Hätte es, aber nicht am Wochenende in Zwickau. Denn klar war, dass im Westsächsischen die Einheit der SPD im Vordergrund stand. "Erneuerung und Zusammenhalt", das offizielle Motto des Parteitags, war im zweiten Teil Programm. Entsprechend fielen die Reden aus. Erst stimmte Bundesfinanzminister Hans Eichel die 134 Delegierten auf den Wahlkampf ein, lobte die Bundes-SPD ("auf richtigem Weg") und attackierte Edmund Stoibers CDU/CSU-Kompetenzteam ("Leute von gestern"); dann tat Rolf Schwanitz, der SPD-Ostbeauftragte im Bund, dasselbe.
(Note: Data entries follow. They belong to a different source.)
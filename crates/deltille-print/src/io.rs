//! JSON design configs and on-disk output.

use std::fs;
use std::path::{Path, PathBuf};

use deltille_tags::CodeTable;
use serde::{Deserialize, Serialize};
#[cfg(feature = "tracing")]
use tracing::instrument;

use crate::designs::DesignError;
use crate::raster::{check_dpi, InvalidDpi};
use crate::{
    adjust_tag_id_offsets, render_design, BoardDescription, BoardSpec, PageLayout, PaperFormat,
    RasterPage, RenderError, SvgPage,
};

#[derive(thiserror::Error, Debug)]
pub enum OutputError {
    #[error(transparent)]
    Io(#[from] std::io::Error),
    #[error(transparent)]
    Json(#[from] serde_json::Error),
    #[error(transparent)]
    Png(#[from] png::EncodingError),
    #[error(transparent)]
    Render(#[from] RenderError),
    #[error(transparent)]
    Design(#[from] DesignError),
    #[error(transparent)]
    Dpi(#[from] InvalidDpi),
}

fn default_adjust_offsets() -> bool {
    true
}

/// A user-defined design stored as JSON.
#[derive(Debug, Clone, PartialEq, Serialize, Deserialize)]
pub struct DesignConfig {
    #[serde(default)]
    pub name: Option<String>,
    pub boards: Vec<BoardSpec>,
    /// Recompute `tag_id_offset` of every board on load.
    #[serde(default = "default_adjust_offsets")]
    pub adjust_offsets: bool,
}

impl DesignConfig {
    pub fn new(name: impl Into<String>, boards: Vec<BoardSpec>) -> Self {
        Self {
            name: Some(name.into()),
            boards,
            adjust_offsets: true,
        }
    }

    /// Load a JSON config from disk.
    pub fn load_json(path: impl AsRef<Path>) -> Result<Self, OutputError> {
        let raw = fs::read_to_string(path)?;
        Ok(serde_json::from_str(&raw)?)
    }

    /// Write this config to disk as pretty JSON.
    pub fn write_json(&self, path: impl AsRef<Path>) -> Result<(), OutputError> {
        let json = serde_json::to_string_pretty(self)?;
        fs::write(path, json)?;
        Ok(())
    }

    /// Boards ready for rendering.
    pub fn into_boards(self) -> Vec<BoardSpec> {
        let mut boards = self.boards;
        if self.adjust_offsets {
            adjust_tag_id_offsets(&mut boards);
        }
        boards
    }
}

/// How a design is written to disk.
#[derive(Debug, Clone, Default, PartialEq, Serialize, Deserialize)]
pub struct OutputOptions {
    pub paper: PaperFormat,
    /// Added to every board's tag ids.
    pub tag_id_offset: u32,
    /// Also write a grayscale PNG preview of every page at this resolution.
    pub png_dpi: Option<f64>,
    /// Also write a JSON report next to the description file.
    pub json: bool,
}

/// JSON report of a written design.
#[derive(Debug, Clone, PartialEq, Serialize, Deserialize)]
pub struct DesignReport {
    pub paper: PaperFormat,
    pub tag_id_offset: u32,
    pub boards: Vec<BoardDescription>,
}

/// Paths produced by [`write_design_outputs`].
#[derive(Debug, Clone, Default, PartialEq, Eq)]
pub struct WrittenFiles {
    pub pages: Vec<PathBuf>,
    pub previews: Vec<PathBuf>,
    pub description: PathBuf,
    pub report: Option<PathBuf>,
}

struct RenderedPage {
    svg: String,
    png: Option<Vec<u8>>,
}

fn sibling(output: &Path, suffix: &str) -> PathBuf {
    let stem = output
        .file_stem()
        .map(|s| s.to_string_lossy().into_owned())
        .unwrap_or_else(|| "pattern".to_string());
    output.with_file_name(format!("{stem}{suffix}"))
}

/// Render `boards` and write one SVG page per board plus the `.dsc` file.
///
/// For `output = dir/pattern.svg` this writes `dir/pattern-<board_id>.svg`,
/// `dir/pattern.dsc` and, when requested, `dir/pattern-<board_id>.png` and
/// `dir/pattern.json`. Every board is rendered and encoded before the first
/// file is created, so a failing board leaves nothing behind.
#[cfg_attr(
    feature = "tracing",
    instrument(level = "info", skip(table, boards, output, opts), fields(boards = boards.len()))
)]
pub fn write_design_outputs(
    table: &CodeTable,
    boards: &[BoardSpec],
    output: impl AsRef<Path>,
    opts: &OutputOptions,
) -> Result<WrittenFiles, OutputError> {
    let output = output.as_ref();
    if let Some(dpi) = opts.png_dpi {
        check_dpi(dpi)?;
    }
    let rendered = render_design(table, boards, opts.tag_id_offset)?;

    let mut pages = Vec::with_capacity(rendered.len());
    let mut description = String::new();
    for board in &rendered {
        let layout = PageLayout::centered(opts.paper, board);
        let mut svg = SvgPage::new(layout);
        board.draw(&mut svg);
        let png = match opts.png_dpi {
            Some(dpi) => {
                let mut raster = RasterPage::new(layout, dpi)?;
                board.draw(&mut raster);
                Some(raster.encode_png()?)
            }
            None => None,
        };
        pages.push(RenderedPage {
            svg: svg.finish(),
            png,
        });
        description.push_str(&board.description_text());
    }
    let report = if opts.json {
        Some(serde_json::to_string_pretty(&DesignReport {
            paper: opts.paper,
            tag_id_offset: opts.tag_id_offset,
            boards: rendered.iter().map(|b| b.description.clone()).collect(),
        })?)
    } else {
        None
    };

    let mut written = WrittenFiles::default();
    for (board_id, page) in pages.into_iter().enumerate() {
        let path = sibling(output, &format!("-{board_id}.svg"));
        fs::write(&path, page.svg)?;
        written.pages.push(path);
        if let Some(png) = page.png {
            let path = sibling(output, &format!("-{board_id}.png"));
            fs::write(&path, png)?;
            written.previews.push(path);
        }
    }
    written.description = sibling(output, ".dsc");
    fs::write(&written.description, description)?;
    if let Some(report) = report {
        let path = sibling(output, ".json");
        fs::write(&path, report)?;
        written.report = Some(path);
    }

    log::info!(
        "wrote {} page(s) and {}",
        written.pages.len(),
        written.description.display()
    );
    Ok(written)
}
Als Krehl dann selbst das Rednerpult erklomm, war bereits alles gesagt, nur kein Wort zu den Querelen im sächsischen SPD-Landesverband.
Das tat auch die Landeschefin nicht. Hatte Juso-Chef Martin Dulig im Vorfeld noch den "Mangel an Kreativität" beklagt, beschwor sie jetzt die "innerparteiliche Kommunikation". Hatte es zwischen ihr und der SPD-Landtagsfraktion beim Thema Sparkassen-Volksbegehren vor Monaten noch geknirscht, gerann ihr dies zu einem "guten Stück sozialdemokratischer Profilierung". Betretenes Schweigen im Saal. Doch Krehl kriegte die Kurve: Vehement plädierte sie für ein Regierungsprogramm mit SPD-Handschrift und setzte eigene Duftmarken.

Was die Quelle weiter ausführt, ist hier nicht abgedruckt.